Amateur astronomy is a fascinating and never-ending wonder, but you do have to have decent equipment to make it possible. The cheap “department store” telescopes have done more to turn people off to the hobby than anything. They are impossible to aim properly, don’t have decent tripods, can’t be polar aligned, and the optics are the pits.
The first thing to do is get some good books from the library on “backyard astronomy” and find out the basics. These books will tell you about the various types of amateur telescopes, how to use them, and the differences. They will also tell you how to “star hop” with star charts to find various targets. You will learn that magnification is meaningless in astronomical telescopes, and that aperture is everything. The larger the mirror, the more light-gathering ability it has, and the more you can see.
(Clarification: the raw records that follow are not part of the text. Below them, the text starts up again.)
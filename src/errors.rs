use thiserror::Error;

#[derive(Debug, Error)]
pub enum RwhError {
    #[error("Request was considered invalid due to error: {0}")]
    InvalidRequest(#[from] ValidationError),
    #[error("Daily rainfall could not be retrieved: {0}")]
    WeatherFetch(#[from] WeatherFetchError),
    #[error("{0}")]
    UnknownRoofType(#[from] UnknownRoofTypeError),
    #[error("{0}")]
    UnknownTariff(#[from] UnknownTariffError),
    #[error("Error identified during RWH calculation: {0}")]
    FailureInCalculation(#[from] ComputationError),
}

/// An error raised for malformed input, before any external call is made.
#[derive(Clone, Debug, Error)]
#[error("{0}")]
pub struct ValidationError(String);

impl ValidationError {
    pub(crate) fn new(message: impl Into<String>) -> Self {
        Self(message.into())
    }
}

/// An error raised when the upstream rainfall provider is unreachable, times
/// out, or returns a payload the engine cannot use. Carries the underlying
/// cause; the engine itself never retries.
#[derive(Debug, Error)]
#[error(transparent)]
pub struct WeatherFetchError {
    error: anyhow::Error,
}

impl WeatherFetchError {
    pub(crate) fn new(error: anyhow::Error) -> Self {
        Self { error }
    }
}

/// An error representing a roof type outside the supported enumeration. No
/// default coefficient is substituted.
#[derive(Clone, Debug, Error)]
#[error("Unknown roof type '{0}'")]
pub struct UnknownRoofTypeError(String);

impl UnknownRoofTypeError {
    pub(crate) fn new(roof_type: &str) -> Self {
        Self(roof_type.to_string())
    }
}

/// An error representing a connection type with no tariff schedule.
#[derive(Clone, Debug, Error)]
#[error("No tariff schedule for connection type '{0}'")]
pub struct UnknownTariffError(String);

impl UnknownTariffError {
    pub(crate) fn new(connection_type: &str) -> Self {
        Self(connection_type.to_string())
    }
}

/// An invariant violation caught mid-pipeline, e.g. a storage level leaving
/// its bounds. Treated as an internal defect and always fatal.
#[derive(Clone, Debug, Error)]
#[error("{0}")]
pub struct ComputationError(String);

impl ComputationError {
    pub(crate) fn new(message: impl Into<String>) -> Self {
        Self(message.into())
    }
}
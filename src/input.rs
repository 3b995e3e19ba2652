use crate::analysis_period::AnalysisPeriod;
use crate::errors::ValidationError;
use serde::{Deserialize, Serialize};
use serde_enum_str::{Deserialize_enum_str, Serialize_enum_str};
use std::io::Read;

pub fn ingest_request(json: impl Read) -> Result<ReportRequest, ValidationError> {
    serde_json::from_reader(json)
        .map_err(|err| ValidationError::new(format!("report request could not be parsed: {err}")))
}

/// One calculation request. Immutable once a report run starts; every run
/// operates on its own copy of these inputs.
#[derive(Clone, Debug, Deserialize)]
#[serde(deny_unknown_fields)]
pub struct ReportRequest {
    pub roof: RoofSpec,
    pub location: Location,
    pub demand: DemandProfile,
    pub tank: Option<TankSpec>,
    pub period: Option<AnalysisPeriod>,
}

impl ReportRequest {
    /// Checks every numeric range before any external call is made.
    pub fn validate(&self) -> Result<(), ValidationError> {
        self.roof.validate()?;
        self.location.validate()?;
        self.demand.validate()?;
        if let Some(tank) = &self.tank {
            tank.validate()?;
        }
        if let Some(period) = &self.period {
            period.validate()?;
        }
        Ok(())
    }

    /// Capacity of the storage tank when one is configured and enabled.
    pub fn tank_capacity_liters(&self) -> Option<f64> {
        self.tank
            .as_ref()
            .filter(|tank| tank.enabled)
            .map(|tank| tank.capacity_liters)
    }
}

#[derive(Clone, Copy, Debug, Deserialize, PartialEq, Serialize)]
#[serde(deny_unknown_fields)]
pub struct Location {
    pub lat: f64,
    pub lon: f64,
}

impl Location {
    fn validate(&self) -> Result<(), ValidationError> {
        if !(-90. ..=90.).contains(&self.lat) {
            return Err(ValidationError::new(format!(
                "latitude must be within [-90, 90], got {}",
                self.lat
            )));
        }
        if !(-180. ..=180.).contains(&self.lon) {
            return Err(ValidationError::new(format!(
                "longitude must be within [-180, 180], got {}",
                self.lon
            )));
        }
        Ok(())
    }
}

#[derive(Clone, Debug, Deserialize, Serialize)]
#[serde(deny_unknown_fields)]
pub struct RoofSpec {
    pub area_m2: f64,
    #[serde(default)]
    pub roof_type: RoofType,
    /// Piping/filter losses between roof and storage.
    #[serde(default = "default_collection_efficiency")]
    pub collection_efficiency: f64,
    /// Rainfall depth discarded per rain day before collection starts.
    #[serde(default = "default_first_flush_mm")]
    pub first_flush_mm: f64,
    /// Runoff coefficient to use when `roof_type` is `custom`.
    #[serde(default, skip_serializing_if = "Option::is_none")]
    pub custom_coefficient: Option<f64>,
}

fn default_collection_efficiency() -> f64 {
    0.9
}

fn default_first_flush_mm() -> f64 {
    1.5
}

impl RoofSpec {
    fn validate(&self) -> Result<(), ValidationError> {
        if !self.area_m2.is_finite() || self.area_m2 <= 0. {
            return Err(ValidationError::new(format!(
                "roof area_m2 must be a positive number of square metres, got {}",
                self.area_m2
            )));
        }
        if !(0. ..=1.).contains(&self.collection_efficiency) {
            return Err(ValidationError::new(format!(
                "collection_efficiency must be within [0, 1], got {}",
                self.collection_efficiency
            )));
        }
        if !self.first_flush_mm.is_finite() || self.first_flush_mm < 0. {
            return Err(ValidationError::new(format!(
                "first_flush_mm must be zero or more, got {}",
                self.first_flush_mm
            )));
        }
        if let Some(coefficient) = self.custom_coefficient {
            if !coefficient.is_finite() || coefficient <= 0. || coefficient > 1. {
                return Err(ValidationError::new(format!(
                    "custom_coefficient must be within (0, 1], got {coefficient}"
                )));
            }
        }
        Ok(())
    }
}

#[derive(Clone, Debug, Deserialize_enum_str, PartialEq, Serialize_enum_str)]
#[serde(rename_all = "snake_case")]
pub enum RoofType {
    Concrete,
    Tile,
    Metal,
    /// Corrugated galvanised iron.
    Cgi,
    Asbestos,
    /// Requires `custom_coefficient` on the `RoofSpec`.
    Custom,
    #[serde(other)]
    Other(String),
}

impl Default for RoofType {
    fn default() -> Self {
        Self::Concrete
    }
}

#[derive(Clone, Debug, Deserialize, Serialize)]
#[serde(deny_unknown_fields)]
pub struct DemandProfile {
    pub monthly_demand_liters: f64,
    #[serde(default)]
    pub connection_type: ConnectionType,
}

impl DemandProfile {
    fn validate(&self) -> Result<(), ValidationError> {
        if !self.monthly_demand_liters.is_finite() || self.monthly_demand_liters <= 0. {
            return Err(ValidationError::new(format!(
                "monthly_demand_liters must be a positive number of litres, got {}",
                self.monthly_demand_liters
            )));
        }
        Ok(())
    }
}

/// BWSSB connection category selecting the tariff table.
#[derive(Clone, Debug, Deserialize_enum_str, PartialEq, Serialize_enum_str)]
#[serde(rename_all = "snake_case")]
pub enum ConnectionType {
    Domestic,
    NonDomestic,
    #[serde(other)]
    Other(String),
}

impl Default for ConnectionType {
    fn default() -> Self {
        Self::Domestic
    }
}

#[derive(Clone, Copy, Debug, Deserialize, Serialize)]
#[serde(deny_unknown_fields)]
pub struct TankSpec {
    #[serde(default = "default_tank_enabled")]
    pub enabled: bool,
    pub capacity_liters: f64,
}

fn default_tank_enabled() -> bool {
    true
}

impl TankSpec {
    fn validate(&self) -> Result<(), ValidationError> {
        if self.enabled && (!self.capacity_liters.is_finite() || self.capacity_liters <= 0.) {
            return Err(ValidationError::new(format!(
                "tank capacity_liters must be a positive number of litres, got {}",
                self.capacity_liters
            )));
        }
        Ok(())
    }
}
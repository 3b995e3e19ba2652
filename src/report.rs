use crate::analysis_period::{month_start, AnalysisPeriod};
use crate::core::catchment::CatchmentSurface;
use crate::core::demand::DemandSchedule;
use crate::core::tank::{coverage, reliability, DailyBalance};
use crate::core::tariff::TariffSchedule;
use crate::input::{ConnectionType, Location, ReportRequest, RoofType};
use chrono::NaiveDate;
use indexmap::IndexMap;
use serde::Serialize;

/// One calendar month of the analysis, in chronological order within the
/// report. Derived data only; never independently mutated.
#[derive(Clone, Debug, PartialEq, Serialize)]
pub struct MonthlyResult {
    /// First day of the month.
    pub month: NaiveDate,
    pub rain_mm: f64,
    pub rain_days: usize,
    pub captured_liters: f64,
    pub offset_liters: f64,
    pub overflow_liters: f64,
    pub unmet_demand_liters: f64,
    pub baseline_bill_rs: f64,
    pub net_bill_rs: f64,
    pub savings_rs: f64,
}

/// The response payload of one calculation run. Not persisted anywhere; it
/// only exists as the returned structure.
#[derive(Clone, Debug, PartialEq, Serialize)]
pub struct Report {
    pub summary: Summary,
    pub monthly_data: Vec<MonthlyResult>,
    pub daily_data_count: usize,
    pub success: bool,
    pub message: String,
}

#[derive(Clone, Debug, PartialEq, Serialize)]
pub struct Summary {
    pub coords: Location,
    pub period: AnalysisPeriod,
    pub roof: RoofSummary,
    pub tank: TankSummary,
    pub billing: BillingSummary,
    pub totals: Totals,
}

#[derive(Clone, Debug, PartialEq, Serialize)]
pub struct RoofSummary {
    pub area_m2: f64,
    pub roof_type: RoofType,
    pub runoff_coeff: f64,
    pub collection_efficiency: f64,
    pub first_flush_mm: f64,
}

#[derive(Clone, Debug, PartialEq, Serialize)]
pub struct TankSummary {
    pub enabled: bool,
    pub capacity_liters: Option<f64>,
    /// Fraction of simulated days on which demand was fully met.
    pub reliability: f64,
    /// Fraction of total demand met by harvested water.
    pub coverage: f64,
}

#[derive(Clone, Debug, PartialEq, Serialize)]
pub struct BillingSummary {
    pub connection_type: ConnectionType,
    pub baseline_total_rs: f64,
    pub net_total_rs: f64,
}

#[derive(Clone, Debug, Default, PartialEq, Serialize)]
pub struct Totals {
    pub captured_liters: f64,
    pub offset_liters: f64,
    pub overflow_liters: f64,
    pub unmet_demand_liters: f64,
    pub savings_rs: f64,
}

#[derive(Default)]
struct MonthAccumulator {
    rain_mm: f64,
    rain_days: usize,
    captured_liters: f64,
    offset_liters: f64,
    overflow_liters: f64,
    unmet_demand_liters: f64,
}

/// Merges the daily balance series, the tariff and the request echo into the
/// final report. Pure data transformation: every calendar month in the input
/// appears exactly once, chronologically, and totals are exact sums — no
/// rounding happens here, currency formatting is the presentation layer's.
pub fn assemble_report(
    request: &ReportRequest,
    surface: &CatchmentSurface,
    tariff: &TariffSchedule,
    schedule: &DemandSchedule,
    period: &AnalysisPeriod,
    balances: &[DailyBalance],
) -> Report {
    let mut months: IndexMap<NaiveDate, MonthAccumulator> = IndexMap::new();
    for balance in balances {
        let month = months.entry(month_start(balance.date)).or_default();
        month.rain_mm += balance.rain_mm;
        if balance.rain_mm > 0. {
            month.rain_days += 1;
        }
        month.captured_liters += balance.captured_liters;
        month.offset_liters += balance.offset_liters;
        month.overflow_liters += balance.overflow_liters;
        month.unmet_demand_liters += balance.unmet_demand_liters;
    }

    let monthly_demand_liters = schedule.monthly_demand_liters();
    let monthly_data: Vec<MonthlyResult> = months
        .into_iter()
        .map(|(month, accumulated)| {
            let billing = tariff.monthly_billing(monthly_demand_liters, accumulated.offset_liters);
            MonthlyResult {
                month,
                rain_mm: accumulated.rain_mm,
                rain_days: accumulated.rain_days,
                captured_liters: accumulated.captured_liters,
                offset_liters: accumulated.offset_liters,
                overflow_liters: accumulated.overflow_liters,
                unmet_demand_liters: accumulated.unmet_demand_liters,
                baseline_bill_rs: billing.baseline.total_rs,
                net_bill_rs: billing.net.total_rs,
                savings_rs: billing.savings_rs,
            }
        })
        .collect();

    let mut totals = Totals::default();
    let mut baseline_total_rs = 0.;
    let mut net_total_rs = 0.;
    for month in &monthly_data {
        totals.captured_liters += month.captured_liters;
        totals.offset_liters += month.offset_liters;
        totals.overflow_liters += month.overflow_liters;
        totals.unmet_demand_liters += month.unmet_demand_liters;
        totals.savings_rs += month.savings_rs;
        baseline_total_rs += month.baseline_bill_rs;
        net_total_rs += month.net_bill_rs;
    }

    Report {
        summary: Summary {
            coords: request.location,
            period: *period,
            roof: RoofSummary {
                area_m2: surface.area_m2(),
                roof_type: request.roof.roof_type.clone(),
                runoff_coeff: surface.runoff_coefficient(),
                collection_efficiency: surface.collection_efficiency(),
                first_flush_mm: surface.first_flush_mm(),
            },
            tank: TankSummary {
                enabled: request.tank_capacity_liters().is_some(),
                capacity_liters: request.tank_capacity_liters(),
                reliability: reliability(balances),
                coverage: coverage(balances),
            },
            billing: BillingSummary {
                connection_type: request.demand.connection_type.clone(),
                baseline_total_rs,
                net_total_rs,
            },
            totals,
        },
        daily_data_count: balances.len(),
        monthly_data,
        success: true,
        message: "Rainwater harvesting analysis completed successfully".into(),
    }
}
Next, you should contact a nearby astronomy club and find out when and where their next “star party” will be. At these, members set up their scopes on different objects, and more than welcome visitors to look through them, and explain what and how to do.
Next, if you don’t have one, get a decent pair of binoculars, and lay down in a lawn chair some place that has really dark skies. You may have to travel some distance to find that. Then aim at the milky way and you’ll be astonished. With these you can see craters on the moon, some of the moons of Jupiter and other wonders. Look for the Orion nebula (in winter).
Then, if still interested, start looking for good used telescopes. There are always many available, and you can, with proper directions, begin to look for deep-sky objects, nebulae, galaxies, star clusters and other wonders.
As to seeing a galaxy as depicted in the very long photographic exposures, no you won’t, but you will see enough stuff to last you all your life as a “naturalist of the night.”